Collected data:
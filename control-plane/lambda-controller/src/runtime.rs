use std::net::SocketAddr;
use std::sync::Arc;

use kube::Client;
use tokio::{task::JoinHandle, try_join};
use tokio_util::sync::CancellationToken;
use tracing::{info, warn};

use crate::aws::{InMemoryLambda, LambdaApi};
use crate::config::{Backend, ControllerConfig};
use crate::controller::references::KubeReferenceReader;
use crate::controller::{Engine, run_controllers};
use crate::web::run_http_server;

/// Compute the HTTP bind address based on config.
pub fn compute_http_addr(cfg: &ControllerConfig) -> SocketAddr {
    ([0, 0, 0, 0], cfg.http_port).into()
}

/// The Lambda control plane selected by `LAMBDA_CTRL_BACKEND`.
pub async fn build_backend(cfg: &ControllerConfig) -> anyhow::Result<Arc<dyn LambdaApi>> {
    match cfg.backend {
        Backend::Memory => {
            warn!("using the in-memory Lambda backend; nothing reaches AWS");
            Ok(Arc::new(InMemoryLambda::new(
                cfg.aws.account_id.clone(),
                cfg.aws.region.clone(),
            )))
        }
        #[cfg(feature = "aws-sdk")]
        Backend::Aws => Ok(Arc::new(
            crate::aws::sdk::SdkLambda::from_settings(&cfg.aws).await,
        )),
        #[cfg(not(feature = "aws-sdk"))]
        Backend::Aws => anyhow::bail!(
            "LAMBDA_CTRL_BACKEND=aws requires building with the `aws-sdk` feature"
        ),
    }
}

/// Spawn one controller per kind.
pub fn spawn_controllers(client: Client, engine: Arc<Engine>) -> JoinHandle<anyhow::Result<()>> {
    tokio::spawn(async move { run_controllers(client, engine).await })
}

pub fn spawn_http(addr: SocketAddr, shutdown: CancellationToken) -> JoinHandle<anyhow::Result<()>> {
    tokio::spawn(async move { run_http_server(addr, shutdown).await })
}

/// Cancel `shutdown` on Ctrl-C.
pub fn spawn_signal_handler(shutdown: CancellationToken) {
    tokio::spawn(async move {
        if tokio::signal::ctrl_c().await.is_ok() {
            info!("shutdown signal received");
            shutdown.cancel();
        }
    });
}

/// Start the controllers and the HTTP server and wait until both finish.
pub async fn run_all(client: Client, cfg: ControllerConfig) -> anyhow::Result<()> {
    let http_addr = compute_http_addr(&cfg);
    let shutdown = CancellationToken::new();
    spawn_signal_handler(shutdown.clone());

    let api = build_backend(&cfg).await?;
    let reader = Arc::new(KubeReferenceReader::new(client.clone()));
    let engine = Arc::new(Engine::new(api, reader, cfg, shutdown.clone()));

    let controllers = spawn_controllers(client, engine);
    let http = spawn_http(http_addr, shutdown.clone());

    let (c_res, h_res) = try_join!(controllers, http)?;
    // Either side ending stops the other.
    shutdown.cancel();
    c_res?;
    h_res?;
    Ok(())
}
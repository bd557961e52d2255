/*!
 * Priority-Aging Pipeline
 * Selector, dispatch core and aggregator wired into one run
 */

use super::dispatch::{DispatchConfig, Dispatcher, ExecutionRecord, SleepExecutor, TaskExecutor};
use super::selector::{Selection, Selector};
use super::stats::DispatchStats;
use crate::core::errors::SimResult;
use crate::core::types::TaskId;
use crate::metrics::{Aggregator, BatchSummary, TaskMetrics};
use crate::monitoring::RunSpan;
use crate::scheduler::Policy;
use crate::task::{TaskSet, TaskState};
use serde::Serialize;
use std::sync::Arc;
use std::time::Instant;
use tracing::{info, warn};

/// Everything a priority-aging run produced
#[derive(Debug, Clone, Serialize)]
pub struct AgingReport {
    /// Selections in dispatch order
    pub selections: Vec<Selection>,
    /// Per-task metrics in dispatch order
    pub metrics: Vec<TaskMetrics>,
    /// Real-time observations of each unit, in dispatch order
    pub executions: Vec<ExecutionRecord>,
    pub summary: BatchSummary,
    pub dispatch_stats: DispatchStats,
}

impl AgingReport {
    /// Task ids in dispatch order
    pub fn order(&self) -> Vec<TaskId> {
        self.selections.iter().map(|s| s.task.id).collect()
    }
}

/// Non-preemptive priority scheduling with aging and threaded dispatch
pub struct PriorityAging<E: TaskExecutor = SleepExecutor> {
    config: DispatchConfig,
    executor: Arc<E>,
}

impl PriorityAging<SleepExecutor> {
    pub fn new(config: DispatchConfig) -> Self {
        Self::with_executor(config, Arc::new(SleepExecutor))
    }
}

impl Default for PriorityAging<SleepExecutor> {
    fn default() -> Self {
        Self::new(DispatchConfig::default())
    }
}

impl<E: TaskExecutor> PriorityAging<E> {
    pub fn with_executor(config: DispatchConfig, executor: Arc<E>) -> Self {
        Self { config, executor }
    }

    /// Run the policy over a working copy of `tasks`
    ///
    /// Selection is single-threaded and deterministic. Every launched unit is
    /// joined before the summary is computed; a faulted unit aborts the run.
    pub fn run(&self, tasks: &TaskSet) -> SimResult<AgingReport> {
        let span = RunSpan::new(Policy::PriorityAging, tasks.len());
        let _entered = span.enter();

        let started = Instant::now();
        let mut selector = Selector::new(tasks);
        let mut dispatcher = Dispatcher::with_executor(self.config, Arc::clone(&self.executor));
        let mut aggregator = Aggregator::new();
        let mut selections = Vec::with_capacity(tasks.len());

        while let Some(selection) = selector.select_next() {
            let task_id = selection.task.id;
            if let Err(err) = dispatcher.launch(selection.task.clone()) {
                warn!(task_id, "aborting run after dispatch failure");
                // Units already running still have to be joined
                if let Err(join_err) = dispatcher.join_all() {
                    warn!(error = %join_err, "additional fault while draining units");
                }
                span.record_error(&err.to_string());
                return Err(err);
            }
            selector.advance(task_id, TaskState::Dispatched)?;
            aggregator.record(selection.metrics());
            selections.push(selection);
        }

        let stats = dispatcher.stats_handle();
        let executions = match dispatcher.join_all() {
            Ok(executions) => executions,
            Err(err) => {
                span.record_error(&err.to_string());
                return Err(err);
            }
        };
        for record in &executions {
            selector.advance(record.task_id, TaskState::Finished)?;
        }

        let summary = aggregator.summarize(Some(started.elapsed()));
        info!(
            tasks = summary.tasks,
            avg_waiting = ?summary.average_waiting_time,
            avg_turnaround = ?summary.average_turnaround_time,
            dispatch_ms = started.elapsed().as_millis() as u64,
            "all tasks completed"
        );
        span.record_items(summary.tasks);

        Ok(AgingReport {
            selections,
            metrics: aggregator.into_rows(),
            executions,
            summary,
            dispatch_stats: stats.snapshot(),
        })
    }
}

▶ _WHAT NEEDS TO BE DONE_
Exactly as written, transcribe every line shown above.

▶ _REPLY_
filename control-plane/lambda-controller/src/runtime.rs
use std::net::SocketAddr;
use std::sync::Arc;

use kube::Client;
use tokio::{task::JoinHandle, try_join};
use tokio_util::sync::CancellationToken;
use tracing::{info, warn};

use crate::aws::{InMemoryLambda, LambdaApi};
use crate::config::{Backend, ControllerConfig};
use crate::controller::references::KubeReferenceReader;
use crate::controller::{Engine, run_controllers};
use crate::web::run_http_server;

/// Compute the HTTP bind address based on config.
pub fn compute_http_addr(cfg: &ControllerConfig) -> SocketAddr {
    ([0, 0, 0, 0], cfg.http_port).into()
}

/// The Lambda control plane selected by `LAMBDA_CTRL_BACKEND`.
pub async fn build_backend(cfg: &ControllerConfig) -> anyhow::Result<Arc<dyn LambdaApi>> {
    match cfg.backend {
        Backend::Memory => {
            warn!("using the in-memory Lambda backend; nothing reaches AWS");
            Ok(Arc::new(InMemoryLambda::new(
                cfg.aws.account_id.clone(),
                cfg.aws.region.clone(),
            )))
        }
        #[cfg(feature = "aws-sdk")]
        Backend::Aws => Ok(Arc::new(
            crate::aws::sdk::SdkLambda::from_settings(&cfg.aws).await,
        )),
        #[cfg(not(feature = "aws-sdk"))]
        Backend::Aws => anyhow::bail!(
            "LAMBDA_CTRL_BACKEND=aws requires building with the `aws-sdk` feature"
        ),
    }
}

/// Spawn one controller per kind.
pub fn spawn_controllers(client: Client, engine: Arc<Engine>) -> JoinHandle<anyhow::Result<()>> {
    tokio::spawn(async move { run_controllers(client, engine).await })
}

pub fn spawn_http(addr: SocketAddr, shutdown: CancellationToken) -> JoinHandle<anyhow::Result<()>> {
    tokio::spawn(async move { run_http_server(addr, shutdown).await })
}

/// Cancel `shutdown` on Ctrl-C.
pub fn spawn_signal_handler(shutdown: CancellationToken) {
    tokio::spawn(async move {
        if tokio::signal::ctrl_c().await.is_ok() {
            info!("shutdown signal received");
            shutdown.cancel();
        }
    });
}

/// Start the controllers and the HTTP server and wait until both finish.
pub async fn run_all(client: Client, cfg: ControllerConfig) -> anyhow::Result<()> {
    let http_addr = compute_http_addr(&cfg);
    let shutdown = CancellationToken::new();
    spawn_signal_handler(shutdown.clone());

    let api = build_backend(&cfg).await?;
    let reader = Arc::new(KubeReferenceReader::new(client.clone()));
    let engine = Arc::new(Engine::new(api, reader, cfg, shutdown.clone()));

    let controllers = spawn_controllers(client, engine);
    let http = spawn_http(http_addr, shutdown.clone());

    let (c_res, h_res) = try_join!(controllers, http)?;
    // Either side ending stops the other.
    shutdown.cancel();
    c_res?;
    h_res?;
    Ok(())
}
repository bd557961e52d2255
/*!
 * Priority-Aging Pipeline
 * Selector, dispatch core and aggregator wired into one run
 */

use super::dispatch::{DispatchConfig, Dispatcher, ExecutionRecord, SleepExecutor, TaskExecutor};
use super::selector::{Selection, Selector};
use super::stats::DispatchStats;
use crate::core::errors::SimResult;
use crate::core::types::TaskId;
use crate::metrics::{Aggregator, BatchSummary, TaskMetrics};
use crate::monitoring::RunSpan;
use crate::scheduler::Policy;
use crate::task::{TaskSet, TaskState};
use serde::Serialize;
use std::sync::Arc;
use std::time::Instant;
use tracing::{info, warn};

/// Everything a priority-aging run produced
#[derive(Debug, Clone, Serialize)]
pub struct AgingReport {
    /// Selections in dispatch order
    pub selections: Vec<Selection>,
    /// Per-task metrics in dispatch order
    pub metrics: Vec<TaskMetrics>,
    /// Real-time observations of each unit, in dispatch order
    pub executions: Vec<ExecutionRecord>,
    pub summary: BatchSummary,
    pub dispatch_stats: DispatchStats,
}

impl AgingReport {
    /// Task ids in dispatch order
    pub fn order(&self) -> Vec<TaskId> {
        self.selections.iter().map(|s| s.task.id).collect()
    }
}

/// Non-preemptive priority scheduling with aging and threaded dispatch
pub struct PriorityAging<E: TaskExecutor = SleepExecutor> {
    config: DispatchConfig,
    executor: Arc<E>,
}

impl PriorityAging<SleepExecutor> {
    pub fn new(config: DispatchConfig) -> Self {
        Self::with_executor(config, Arc::new(SleepExecutor))
    }
}

impl Default for PriorityAging<SleepExecutor> {
    fn default() -> Self {
        Self::new(DispatchConfig::default())
    }
}

impl<E: TaskExecutor> PriorityAging<E> {
    pub fn with_executor(config: DispatchConfig, executor: Arc<E>) -> Self {
        Self { config, executor }
    }

    /// Run the policy over a working copy of `tasks`
    ///
    /// Selection is single-threaded and deterministic. Every launched unit is
    /// joined before the summary is computed; a faulted unit aborts the run.
    pub fn run(&self, tasks: &TaskSet) -> SimResult<AgingReport> {
        let span = RunSpan::new(Policy::PriorityAging, tasks.len());
        let _entered = span.enter();

        let started = Instant::now();
        let mut selector = Selector::new(tasks);
        let mut dispatcher = Dispatcher::with_executor(self.config, Arc::clone(&self.executor));
        let mut aggregator = Aggregator::new();
        let mut selections = Vec::with_capacity(tasks.len());

        while let Some(selection) = selector.select_next() {
            let task_id = selection.task.id;
            if let Err(err) = dispatcher.launch(selection.task.clone()) {
                warn!(task_id, "aborting run after dispatch failure");
                // Units already running still have to be joined
                if let Err(join_err) = dispatcher.join_all() {
                    warn!(error = %join_err, "additional fault while draining units");
                }
                span.record_error(&err.to_string());
                return Err(err);
            }
            selector.advance(task_id, TaskState::Dispatched)?;
            aggregator.record(selection.metrics());
            selections.push(selection);
        }

        let stats = dispatcher.stats_handle();
        let executions = match dispatcher.join_all() {
            Ok(executions) => executions,
            Err(err) => {
                span.record_error(&err.to_string());
                return Err(err);
            }
        };
        for record in &executions {
            selector.advance(record.task_id, TaskState::Finished)?;
        }

        let summary = aggregator.summarize(Some(started.elapsed()));
        info!(
            tasks = summary.tasks,
            avg_waiting = ?summary.average_waiting_time,
            avg_turnaround = ?summary.average_turnaround_time,
            dispatch_ms = started.elapsed().as_millis() as u64,
            "all tasks completed"
        );
        span.record_items(summary.tasks);

        Ok(AgingReport {
            selections,
            metrics: aggregator.into_rows(),
            executions,
            summary,
            dispatch_stats: stats.snapshot(),
        })
    }
}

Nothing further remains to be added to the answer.